Mata Chanel nyaris keluar melihat Maddi.
“Boleh
aku masuk?” tanya Maddi sambil tersenyum. Chanel yang sempat bengong akhirnya
mempersilahkan Maddi masuk.
Maddi
masuk dan duduk di sofa ruang tamu Chanel. Dia terlihat sangat kelelahan,
bagaimana tidak kelelahan? Dia mengayuh sepeda selama kurang lebih dua jam.
Hampir saja dia tertidur. Kalau saja Chanel tidak bertanya, mungkin dia sudah
mengarungi dunia mimpi.
“Madd?
Kenapa kau kerumah ku jam segini? Kau kabur dari rumah ya?” Tanya Chanel tanpa
basa-basi. Maddi yang mendengarnya hanya tersenyum kecil.
“Madd!
Jawab pertanyaan ku!!” teriak Chanel sambil mengguncang-guncangkan tubuh Maddi.
Maddi hampir saja tertidur, tapi karena guncangan yang cukup mengganggu
akhirnya dia terbangun dan duduk dengan rapi meski dengan mata yang hampir
menutup.
“Hmmpphh?”
jawab Maddi malas-malasan.
“Madd!”
Suara Chanel meninggi. Yang benar saja, sahabatnya itu tiba dirumahnya saat
orang-orang sedang tidur. Dengan sepeda sebagai alat transportasi.
“Aku
lari Chanel...” jawab Maddi singkat, dia bahkan menutup mata saat menjawab
Chanel.
“Kenapa?
Kenapa kau lari?” Chanel semakin panik.
“Aku
merasa sumpek dirumah ku. Kau tahu? Christ terlalu memanjakan Mia, sampai...”
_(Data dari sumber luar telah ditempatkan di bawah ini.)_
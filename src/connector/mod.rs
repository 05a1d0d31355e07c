//! Network abstraction consumed by DHT lookups
//!
// https://github.com/ryankurte/rust-kad
// Copyright 2018-2023 ryan kurte

use std::fmt::Debug;
use std::sync::Arc;

use async_trait::async_trait;

use crate::common::*;

pub mod codec;

pub mod tcp;
pub use self::tcp::{TcpRouter, TcpServer};

#[cfg(test)]
pub(crate) mod mock;

/// Router sends FindNode requests to peers on behalf of lookups.
///
/// Implementations are responsible for connection management, request / response
/// pairing and any validation of the peer. Calls for different peers may be issued
/// concurrently. Timeouts are applied on top of this by the caller.
#[async_trait]
pub trait Router<Id, Info>: Sync + Send {
    /// Ask `peer` for the entries it knows closest to `target`.
    ///
    /// Returns [Error::Unreachable] (or [Error::Io]) where the peer could not be contacted
    /// and [Error::InvalidResponse] where the peer answered with something unusable.
    async fn find_closer(
        &self,
        peer: &Entry<Id, Info>,
        target: &Id,
    ) -> Result<Vec<Entry<Id, Info>>, Error>;
}

#[async_trait]
impl<Id, Info, R> Router<Id, Info> for Arc<R>
where
    Id: Debug + Sync + Send,
    Info: Debug + Sync + Send,
    R: Router<Id, Info> + ?Sized,
{
    async fn find_closer(
        &self,
        peer: &Entry<Id, Info>,
        target: &Id,
    ) -> Result<Vec<Entry<Id, Info>>, Error> {
        self.as_ref().find_closer(peer, target).await
    }
}
/**
 * rust-kad
 * Iterative Kademlia node lookup over a pluggable peer transport
 *
 * https://github.com/ryankurte/rust-kad
 * Copyright 2018 Ryan Kurte
 */

use std::time::Duration;

pub mod common;
pub use self::common::{DatabaseId, Distance, Entry, Error, Key, NodeInfo, PeerEntry, PeerId};

pub mod table;
pub use self::table::{EvictionPolicy, KNodeTable, NodeTable, SharedTable};

pub mod connector;
pub use self::connector::{Router, TcpRouter, TcpServer};

pub mod dht;
pub use self::dht::{Dht, Query, QueryOptions, QueryResult, QueryState, QueryStats, Visit, Visitor};

pub mod prelude;

/// DHT configuration, shared by the routing table and lookups
#[derive(PartialEq, Clone, Debug)]
#[cfg_attr(feature = "clap", derive(clap::Args))]
pub struct Config {
    /// Number of closest peers to consider when searching and returned in responses
    #[cfg_attr(feature = "clap", arg(long, default_value = "20"))]
    pub k: usize,

    /// Size of buckets in the node table
    #[cfg_attr(feature = "clap", arg(long, default_value = "20"))]
    pub bucket_size: usize,

    /// Number of concurrent requests per lookup
    #[cfg_attr(feature = "clap", arg(long, default_value = "3"))]
    pub concurrency: usize,

    /// Timeout for each request to a peer
    #[cfg_attr(feature = "clap", arg(long, value_parser = humantime::parse_duration, default_value = "5s"))]
    pub request_timeout: Duration,

    /// Overall deadline for a lookup
    #[cfg_attr(feature = "clap", arg(long, value_parser = humantime::parse_duration, default_value = "20s"))]
    pub lookup_timeout: Duration,

    /// Policy for full buckets (least-recently-seen, keep-oldest)
    #[cfg_attr(feature = "clap", arg(long, default_value = "least-recently-seen"))]
    pub eviction: EvictionPolicy,
}

impl Default for Config {
    fn default() -> Config {
        Config {
            k: 20,
            bucket_size: 20,
            concurrency: 3,
            request_timeout: Duration::from_secs(5),
            lookup_timeout: Duration::from_secs(20),
            eviction: EvictionPolicy::default(),
        }
    }
}
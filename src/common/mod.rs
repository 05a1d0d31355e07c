pub mod id;
pub use self::id::{DatabaseId, Distance};

pub mod entry;
pub use self::entry::Entry;

pub mod error;
pub use self::error::Error;

pub mod message;
pub use self::message::{Message, Request, RequestMessage, Response, ResponseMessage};

pub mod peer;
pub use self::peer::{Key, NodeInfo, PeerEntry, PeerId, ID_LEN};
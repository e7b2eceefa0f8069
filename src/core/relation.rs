use serde::{Deserialize, Serialize};
use std::collections::{BTreeMap, HashSet};

use crate::core::fingerprint::FileDescriptor;
use crate::core::lineage::FileIdTracker;

/// 保留选项键：落盘前必须剔除，否则重建时会重复读取同一批数据
pub const PATH_OPTION: &str = "path";

/// 规范化后的数据集描述（落盘形态）
///
/// 创建后不可变；刷新时由新实例整体替换。
#[derive(Clone, Debug, PartialEq, Eq, Serialize, Deserialize)]
#[serde(rename_all = "camelCase")]
pub struct Relation {
    pub root_paths: Vec<String>,
    pub data_schema_json: String,
    pub file_format: String,
    pub options: BTreeMap<String, String>,
    pub source_properties: SourceProperties,
}

impl Relation {
    pub fn new(
        root_paths: Vec<String>,
        data_schema_json: String,
        file_format: impl Into<String>,
        options: BTreeMap<String, String>,
        source_properties: SourceProperties,
    ) -> Self {
        Self {
            root_paths,
            data_schema_json,
            file_format: file_format.into().to_ascii_lowercase(),
            options: strip_path_option(options),
            source_properties,
        }
    }

    /// 默认文件源的内容描述（其他 provider 的 Relation 返回 None）
    pub fn content(&self) -> Option<&Content> {
        match &self.source_properties {
            SourceProperties::FileContent(p) => Some(&p.content),
            SourceProperties::Custom { .. } => None,
        }
    }
}

/// 剔除保留键 "path"（大小写不敏感）
pub fn strip_path_option(mut options: BTreeMap<String, String>) -> BTreeMap<String, String> {
    options.retain(|k, _| !k.eq_ignore_ascii_case(PATH_OPTION));
    options
}

/// 各 provider 私有的内容描述
#[derive(Clone, Debug, PartialEq, Eq, Serialize, Deserialize)]
#[serde(tag = "kind", rename_all = "camelCase")]
pub enum SourceProperties {
    /// 默认文件源：叶子文件列表 + 可选增量
    FileContent(FileContentProperties),
    /// 第三方 provider：按 provider 名区分，payload 由其自行解释
    Custom {
        provider: String,
        payload: serde_json::Value,
    },
}

#[derive(Clone, Debug, Default, PartialEq, Eq, Serialize, Deserialize)]
#[serde(rename_all = "camelCase")]
pub struct FileContentProperties {
    pub content: Content,
    #[serde(default, skip_serializing_if = "Option::is_none")]
    pub update: Option<Update>,
}

#[derive(Clone, Debug, PartialEq, Eq, Hash, Serialize, Deserialize)]
#[serde(rename_all = "camelCase")]
pub struct FileInfo {
    pub name: String,
    pub size: u64,
    pub modified_time: i64,
    pub id: u64,
}

impl FileInfo {
    pub fn from_descriptor(file: &FileDescriptor, tracker: &FileIdTracker) -> Self {
        Self {
            name: file.path_string(),
            size: file.size,
            modified_time: file.modified_time,
            id: tracker.add_file(file),
        }
    }

    fn identity(&self) -> (&str, u64, i64) {
        (&self.name, self.size, self.modified_time)
    }
}

/// 叶子文件清单（保持列举顺序）
#[derive(Clone, Debug, Default, PartialEq, Eq, Serialize, Deserialize)]
pub struct Content {
    pub files: Vec<FileInfo>,
}

impl Content {
    pub fn from_files(files: &[FileDescriptor], tracker: &FileIdTracker) -> Self {
        Self {
            files: files
                .iter()
                .map(|f| FileInfo::from_descriptor(f, tracker))
                .collect(),
        }
    }

    pub fn len(&self) -> usize {
        self.files.len()
    }

    pub fn is_empty(&self) -> bool {
        self.files.is_empty()
    }

    pub fn total_size(&self) -> u64 {
        self.files.iter().map(|f| f.size).sum()
    }

    /// 还原为 FileDescriptor（顺序不变）
    pub fn descriptors(&self) -> Vec<FileDescriptor> {
        self.files
            .iter()
            .map(|f| FileDescriptor::new(&f.name, f.size, f.modified_time))
            .collect()
    }

    /// 相对 `previous` 的增量：新出现的文件记为 appended，消失的记为 deleted。
    /// 内容被改写（size/mtime 变化）的文件同时出现在两侧。
    pub fn diff(&self, previous: &Content) -> Update {
        let prev: HashSet<_> = previous.files.iter().map(FileInfo::identity).collect();
        let cur: HashSet<_> = self.files.iter().map(FileInfo::identity).collect();

        let appended = self
            .files
            .iter()
            .filter(|f| !prev.contains(&f.identity()))
            .cloned()
            .collect();
        let deleted = previous
            .files
            .iter()
            .filter(|f| !cur.contains(&f.identity()))
            .cloned()
            .collect();

        Update { appended, deleted }
    }
}

#[derive(Clone, Debug, Default, PartialEq, Eq, Serialize, Deserialize)]
#[serde(rename_all = "camelCase")]
pub struct Update {
    pub appended: Vec<FileInfo>,
    pub deleted: Vec<FileInfo>,
}

impl Update {
    pub fn is_empty(&self) -> bool {
        self.appended.is_empty() && self.deleted.is_empty()
    }
}

#[cfg(test)]
mod tests {
    use super::*;

    fn opts(pairs: &[(&str, &str)]) -> BTreeMap<String, String> {
        pairs
            .iter()
            .map(|(k, v)| (k.to_string(), v.to_string()))
            .collect()
    }

    fn sample() -> Relation {
        let tracker = FileIdTracker::new();
        let files = vec![
            FileDescriptor::new("/t/a.parquet", 10, 1),
            FileDescriptor::new("/t/b.parquet", 20, 2),
        ];
        Relation::new(
            vec!["/t".into()],
            r#"{"fields":[{"name":"id","type":"long","nullable":true}]}"#.into(),
            "Parquet",
            opts(&[("path", "/t"), ("mergeSchema", "true")]),
            SourceProperties::FileContent(FileContentProperties {
                content: Content::from_files(&files, &tracker),
                update: None,
            }),
        )
    }

    #[test]
    fn new_strips_path_and_lowercases_format() {
        let r = sample();
        assert_eq!(r.file_format, "parquet");
        assert!(!r.options.contains_key("path"));
        assert_eq!(r.options.get("mergeSchema").map(String::as_str), Some("true"));

        let stripped = strip_path_option(opts(&[("PATH", "/x"), ("Path", "/y"), ("k", "v")]));
        assert_eq!(stripped.len(), 1);
    }

    #[test]
    fn relation_json_roundtrip() {
        let r = sample();
        let json = serde_json::to_string(&r).unwrap();
        assert!(json.contains("\"rootPaths\""));
        assert!(json.contains("\"dataSchemaJson\""));
        assert!(json.contains("\"kind\":\"fileContent\""));
        let back: Relation = serde_json::from_str(&json).unwrap();
        assert_eq!(back, r);
    }

    #[test]
    fn custom_properties_roundtrip() {
        let mut r = sample();
        r.source_properties = SourceProperties::Custom {
            provider: "delta".into(),
            payload: serde_json::json!({"version": 3}),
        };
        let back: Relation = serde_json::from_str(&serde_json::to_string(&r).unwrap()).unwrap();
        assert_eq!(back, r);
        assert!(back.content().is_none());
    }

    #[test]
    fn diff_reports_appended_and_deleted() {
        let tracker = FileIdTracker::new();
        let old = Content::from_files(
            &[
                FileDescriptor::new("/t/a", 1, 1),
                FileDescriptor::new("/t/b", 1, 1),
            ],
            &tracker,
        );
        let new = Content::from_files(
            &[
                FileDescriptor::new("/t/a", 1, 1),
                FileDescriptor::new("/t/b", 2, 5),
                FileDescriptor::new("/t/c", 1, 1),
            ],
            &tracker,
        );
        let u = new.diff(&old);
        let appended: Vec<_> = u.appended.iter().map(|f| f.name.as_str()).collect();
        let deleted: Vec<_> = u.deleted.iter().map(|f| f.name.as_str()).collect();
        assert_eq!(appended, vec!["/t/b", "/t/c"]);
        assert_eq!(deleted, vec!["/t/b"]);
        assert!(old.diff(&old).is_empty());
    }

    #[test]
    fn descriptors_preserve_order() {
        let r = sample();
        let d = r.content().unwrap().descriptors();
        assert_eq!(d[0].path, std::path::PathBuf::from("/t/a.parquet"));
        assert_eq!(d[1].size, 20);
        assert_eq!(r.content().unwrap().total_size(), 30);
    }
}
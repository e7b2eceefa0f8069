use ignore::WalkBuilder;
use rayon::prelude::*;
use std::path::{Path, PathBuf};

use crate::core::{system_time_to_millis, FileDescriptor, SourceError, SourceResult};

/// 文件列举协作方
///
/// ## 契约（重要）
/// 对未变化的文件集合，重复列举必须给出相同顺序：签名按列举顺序折叠。
pub trait FileLister: Send + Sync {
    fn list(&self, roots: &[PathBuf]) -> SourceResult<Vec<FileDescriptor>>;
}

/// 本地文件系统列举器
///
/// - 每个 root 内按文件名排序遍历，保证顺序稳定
/// - 多个 root 并行遍历，结果仍按 root 顺序拼接
/// - 跳过 `.` 开头与 `_` 开头（含 `=` 的分区目录除外）的条目
#[derive(Clone, Debug, Default)]
pub struct FsFileLister;

impl FsFileLister {
    pub fn new() -> Self {
        Self
    }
}

impl FileLister for FsFileLister {
    fn list(&self, roots: &[PathBuf]) -> SourceResult<Vec<FileDescriptor>> {
        let per_root: Vec<SourceResult<Vec<FileDescriptor>>> =
            roots.par_iter().map(|r| list_root(r)).collect();

        let mut out = Vec::new();
        for files in per_root {
            out.extend(files?);
        }
        tracing::debug!("Listed {} files under {} roots", out.len(), roots.len());
        Ok(out)
    }
}

/// 元数据/临时文件过滤（如 `_SUCCESS`、`.crc`），分区目录 `_k=v` 保留
pub fn should_filter_out(name: &str) -> bool {
    (name.starts_with('_') && !name.contains('=')) || name.starts_with('.')
}

fn list_root(root: &Path) -> SourceResult<Vec<FileDescriptor>> {
    let md = std::fs::metadata(root).map_err(|e| SourceError::storage(root, e))?;
    if md.is_file() {
        return Ok(vec![descriptor(root, &md)]);
    }

    let walker = WalkBuilder::new(root)
        .standard_filters(false)
        .follow_links(false)
        .sort_by_file_name(|a, b| a.cmp(b))
        .filter_entry(|e| {
            e.depth() == 0 || !should_filter_out(&e.file_name().to_string_lossy())
        })
        .build();

    let mut files = Vec::new();
    for entry in walker {
        let entry = entry.map_err(|e| SourceError::storage(root, e))?;
        if !entry.file_type().map(|ft| ft.is_file()).unwrap_or(false) {
            continue;
        }
        let md = entry
            .metadata()
            .map_err(|e| SourceError::storage(entry.path(), e))?;
        files.push(descriptor(entry.path(), &md));
    }
    Ok(files)
}

fn descriptor(path: &Path, md: &std::fs::Metadata) -> FileDescriptor {
    let modified = md.modified().map(system_time_to_millis).unwrap_or(0);
    FileDescriptor::new(path, md.len(), modified)
}

#[cfg(test)]
mod tests {
    use super::*;

    fn unique_tmp_dir(tag: &str) -> PathBuf {
        let nanos = std::time::SystemTime::now()
            .duration_since(std::time::UNIX_EPOCH)
            .unwrap()
            .as_nanos();
        std::env::temp_dir().join(format!("fd-sources-listing-{}-{}", tag, nanos))
    }

    #[test]
    fn listing_is_sorted_and_filtered() {
        let root = unique_tmp_dir("sorted");
        std::fs::create_dir_all(root.join("k=1")).unwrap();
        std::fs::create_dir_all(root.join("_tmp")).unwrap();
        std::fs::write(root.join("b.csv"), b"b").unwrap();
        std::fs::write(root.join("a.csv"), b"aa").unwrap();
        std::fs::write(root.join("_SUCCESS"), b"").unwrap();
        std::fs::write(root.join(".a.csv.crc"), b"x").unwrap();
        std::fs::write(root.join("_tmp").join("c.csv"), b"c").unwrap();
        std::fs::write(root.join("k=1").join("d.csv"), b"d").unwrap();

        let files = FsFileLister::new().list(&[root.clone()]).unwrap();
        let names: Vec<_> = files
            .iter()
            .map(|f| f.path.strip_prefix(&root).unwrap().to_path_buf())
            .collect();
        assert_eq!(
            names,
            vec![
                PathBuf::from("a.csv"),
                PathBuf::from("b.csv"),
                PathBuf::from("k=1/d.csv"),
            ]
        );
        assert_eq!(files[0].size, 2);
        assert!(files[0].modified_time > 0);
    }

    #[test]
    fn repeated_listing_is_stable() {
        let root = unique_tmp_dir("stable");
        std::fs::create_dir_all(&root).unwrap();
        for i in 0..20 {
            std::fs::write(root.join(format!("f{:02}.json", 19 - i)), b"{}").unwrap();
        }
        let lister = FsFileLister::new();
        let a = lister.list(&[root.clone()]).unwrap();
        let b = lister.list(&[root.clone()]).unwrap();
        assert_eq!(a, b);
    }

    #[test]
    fn roots_are_concatenated_in_order() {
        let r1 = unique_tmp_dir("r1");
        let r2 = unique_tmp_dir("r2");
        std::fs::create_dir_all(&r1).unwrap();
        std::fs::create_dir_all(&r2).unwrap();
        std::fs::write(r1.join("z.txt"), b"z").unwrap();
        std::fs::write(r2.join("a.txt"), b"a").unwrap();

        let files = FsFileLister::new().list(&[r1.clone(), r2.clone()]).unwrap();
        assert!(files[0].path.starts_with(&r1));
        assert!(files[1].path.starts_with(&r2));
    }

    #[test]
    fn file_root_lists_itself() {
        let root = unique_tmp_dir("single");
        std::fs::create_dir_all(&root).unwrap();
        let f = root.join("only.parquet");
        std::fs::write(&f, b"1234").unwrap();
        let files = FsFileLister::new().list(&[f.clone()]).unwrap();
        assert_eq!(files.len(), 1);
        assert_eq!(files[0].path, f);
        assert_eq!(files[0].size, 4);
    }

    #[test]
    fn missing_root_is_storage_unavailable() {
        let root = unique_tmp_dir("missing");
        let err = FsFileLister::new().list(&[root]).unwrap_err();
        assert!(matches!(err, SourceError::StorageUnavailable { .. }));
    }
}
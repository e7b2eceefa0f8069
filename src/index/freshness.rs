use crate::core::{Content, FileIdTracker, SourceError, SourceResult, Update};
use crate::source::SourceProviderRegistry;
use crate::storage::IndexLogEntry;

/// 新鲜度判定结果
#[derive(Clone, Debug, PartialEq, Eq)]
pub enum Freshness {
    Fresh,
    Stale {
        recorded: String,
        current: String,
        /// 相对落盘内容的文件增量（provider 不提供内容清单时为空）
        update: Update,
    },
}

impl Freshness {
    pub fn is_fresh(&self) -> bool {
        matches!(self, Freshness::Fresh)
    }
}

/// 重建落盘的 Relation，重算签名并与记录值比对。
///
/// 签名和文件清单都由重建该 Relation 的 provider 给出，不再走一遍注册链。
/// 无 provider 认领时返回 None；重建/列举失败直接上抛。
pub fn check_freshness(
    registry: &SourceProviderRegistry,
    entry: &IndexLogEntry,
) -> SourceResult<Option<Freshness>> {
    let Some((provider, handle)) = registry.reconstruct_with_provider(&entry.relation)? else {
        return Ok(None);
    };
    let Some(current) = provider.signature(&handle)? else {
        return Ok(None);
    };

    if current == entry.signature {
        return Ok(Some(Freshness::Fresh));
    }

    let update = match (entry.relation.content(), provider.get_relation(&handle)?) {
        (Some(previous), Some(view)) => {
            Content::from_files(view.all_files(), &FileIdTracker::new()).diff(previous)
        }
        _ => Update::default(),
    };

    tracing::info!(
        "Index '{}' is stale: +{} -{} files",
        entry.name,
        update.appended.len(),
        update.deleted.len()
    );

    Ok(Some(Freshness::Stale {
        recorded: entry.signature.clone(),
        current,
        update,
    }))
}

/// 刷新索引日志：重新推导 Relation 并记录新签名。
///
/// 签名在刷新之后单独列举计算；两次列举之间若有写入，下次检查会判为 stale，不会误判为新鲜。
pub fn refresh_entry(
    registry: &SourceProviderRegistry,
    entry: &IndexLogEntry,
) -> SourceResult<IndexLogEntry> {
    let relation = registry.require_refresh(&entry.relation)?;
    let (provider, handle) = registry
        .reconstruct_with_provider(&relation)?
        .ok_or_else(|| SourceError::Unsupported(format!("{:?}", relation.root_paths)))?;
    let signature = provider
        .signature(&handle)?
        .ok_or_else(|| SourceError::Unsupported(handle.describe()))?;
    Ok(IndexLogEntry::new(entry.name.clone(), relation, signature))
}
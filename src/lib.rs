pub mod config;
pub mod core;
pub mod index;
pub mod source;
pub mod storage;

pub use crate::config::SessionConf;
pub use crate::core::{
    fingerprint, signature, FileDescriptor, FileIdTracker, Relation, SignatureComputer,
    SourceError, SourceResult,
};
pub use crate::index::{check_freshness, refresh_entry, Freshness};
pub use crate::source::{
    BuilderCatalog, DatasetHandle, DefaultFileBasedSource, FileBasedRelationView,
    FileBasedSourceProvider, SourceContext, SourceProvider, SourceProviderRegistry,
};
pub use crate::storage::{IndexLogEntry, MetadataStore};
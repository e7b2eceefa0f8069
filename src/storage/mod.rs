pub mod metadata;

pub use metadata::{IndexLogEntry, MetadataStore};
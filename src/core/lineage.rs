use parking_lot::Mutex;
use std::collections::HashMap;

use crate::core::fingerprint::FileDescriptor;
use crate::core::relation::FileInfo;

/// 文件身份：(path, size, mtime)。任一变化都视为新文件
type FileKey = (String, u64, i64);

/// 文件 ID 分配器（血缘列用）
///
/// - 同一 (path, size, mtime) 在同一 tracker 中总是拿到同一个 id。
/// - 从已有 Content 预热后，刷新时旧文件保持原 id，新文件从 `max_id + 1` 开始。
#[derive(Debug, Default)]
pub struct FileIdTracker {
    inner: Mutex<TrackerState>,
}

#[derive(Debug, Default)]
struct TrackerState {
    ids: HashMap<FileKey, u64>,
    next_id: u64,
}

impl FileIdTracker {
    pub fn new() -> Self {
        Self::default()
    }

    /// 用已落盘的文件信息预热（保持 id 稳定）
    pub fn add_file_infos<'a, I>(&self, infos: I)
    where
        I: IntoIterator<Item = &'a FileInfo>,
    {
        let mut st = self.inner.lock();
        for info in infos {
            let key = (info.name.clone(), info.size, info.modified_time);
            st.ids.insert(key, info.id);
            if info.id >= st.next_id {
                st.next_id = info.id + 1;
            }
        }
    }

    /// 返回文件 id；未见过则分配新 id
    pub fn add_file(&self, file: &FileDescriptor) -> u64 {
        let key = (file.path_string(), file.size, file.modified_time);
        let mut st = self.inner.lock();
        if let Some(id) = st.ids.get(&key) {
            return *id;
        }
        let id = st.next_id;
        st.next_id += 1;
        st.ids.insert(key, id);
        id
    }

    /// 当前最大 id；尚未分配时为 None
    pub fn max_file_id(&self) -> Option<u64> {
        let st = self.inner.lock();
        st.next_id.checked_sub(1).filter(|_| !st.ids.is_empty())
    }

    pub fn len(&self) -> usize {
        self.inner.lock().ids.len()
    }

    pub fn is_empty(&self) -> bool {
        self.len() == 0
    }
}
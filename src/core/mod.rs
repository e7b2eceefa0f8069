pub mod error;
pub mod fingerprint;
pub mod lineage;
pub mod partition;
pub mod relation;
pub mod schema;
pub mod signature;

pub use error::*;
pub use fingerprint::*;
pub use lineage::*;
pub use partition::*;
pub use relation::*;
pub use schema::*;
pub use signature::*;
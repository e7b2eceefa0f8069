use crate::core::fingerprint::{fingerprint, FileDescriptor};

/// 签名计算器：按列举顺序做左折叠
///
/// `acc = md5_hex(acc + fingerprint(file))`，初始 `acc = ""`。
///
/// ## 契约（重要）
/// - 结果依赖文件顺序，不是交换律聚合。列举器必须对未变化的文件集合给出稳定顺序，
///   否则同一份数据会算出不同签名。
/// - 空集合返回初始累加器 `""`，而不是 `md5("")`。
#[derive(Clone, Debug, Default)]
pub struct SignatureComputer {
    acc: String,
}

impl SignatureComputer {
    pub fn new() -> Self {
        Self::default()
    }

    /// 折叠一个文件（流式列举时逐个调用）
    pub fn push(&mut self, file: &FileDescriptor) {
        let mut buf = std::mem::take(&mut self.acc);
        buf.push_str(&fingerprint(file));
        self.acc = md5_hex(buf.as_bytes());
    }

    pub fn finish(self) -> String {
        self.acc
    }
}

/// 一次性计算整个列表的签名
pub fn signature<'a, I>(files: I) -> String
where
    I: IntoIterator<Item = &'a FileDescriptor>,
{
    let mut computer = SignatureComputer::new();
    for f in files {
        computer.push(f);
    }
    computer.finish()
}

fn md5_hex(data: &[u8]) -> String {
    format!("{:x}", md5::compute(data))
}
jeda “Aku tidak diperdulikan oleh Mia.” Ujar Maddi menyelesaikan kebohongannya.
“Hanya
karena itu?” menghela napas “KAU KABUR?” Chanel berteriak histeris. Maddi hanya
menggangguk. “Madd?” sempat Chanel ingin menasehati Maddi, tapi Chanel merasa
kasihan sekali pada Maddi. Dia kelihatan sangat mengantuk.
“Ayo
kita tidur...” ajak Chanel. Maddi yang mendengarnya mengangguk.
“Aku
disini saja, aku sudah sangat mengantuk. Aku tak sanggup lagi, kalau harus
menaiki tangga.” Jawab Maddi sambil menguap. Chanel terlihat keberatan, dia
segera menarik lengan sahabat seperjuangannya itu.
“Kita
tidur dikamar ku! Dan kau harus ganti baju! Bagaimana mungkin kau tidur
menggunakan celana Legging.” Ujar Chanel sambil menarik Maddi menaiki tangga.
“Nel,
aku ngantuk!” Maddi memang berjalan ditarik oleh Chanel, tapi matanya masih
setia menutup.
Kali ini Chanel tak segan-segan
menarik Maddi sekuat tenaga. “Aku bilang dikamar ku! YA DIKAMAR KU MADDI
KRISTIE JANE!!” Chanel berteriak lagi. Kali ini akhirnya Maddi terbangun dan
berjalan sendiri menyusuri anak-anak tangga itu. Sesampainya di kamar Chanel,
Maddi segera mengganti baju, dia meminjam piyama Chanel. Ya iyalah... dia tidak
membawa piyama dari rumah.
Akhirnya
saat jam tangan Maddi menunjukkan pukul 02.55, Maddi dan Chanel pun akhirnya
tertidur. Terlihat gura-gurat kelelahan di wajah Maddi yang sedang tertidur
pulas. Malam itu terasa dingin sekali, sehingga kedua gadis itu menarik selimut
dan merapatkannya ketubuh mereka.
Sementara itu...
Greyson
belum bisa menutup matanya hingga jam dinding rumahnya menunjukkan angka 03.00.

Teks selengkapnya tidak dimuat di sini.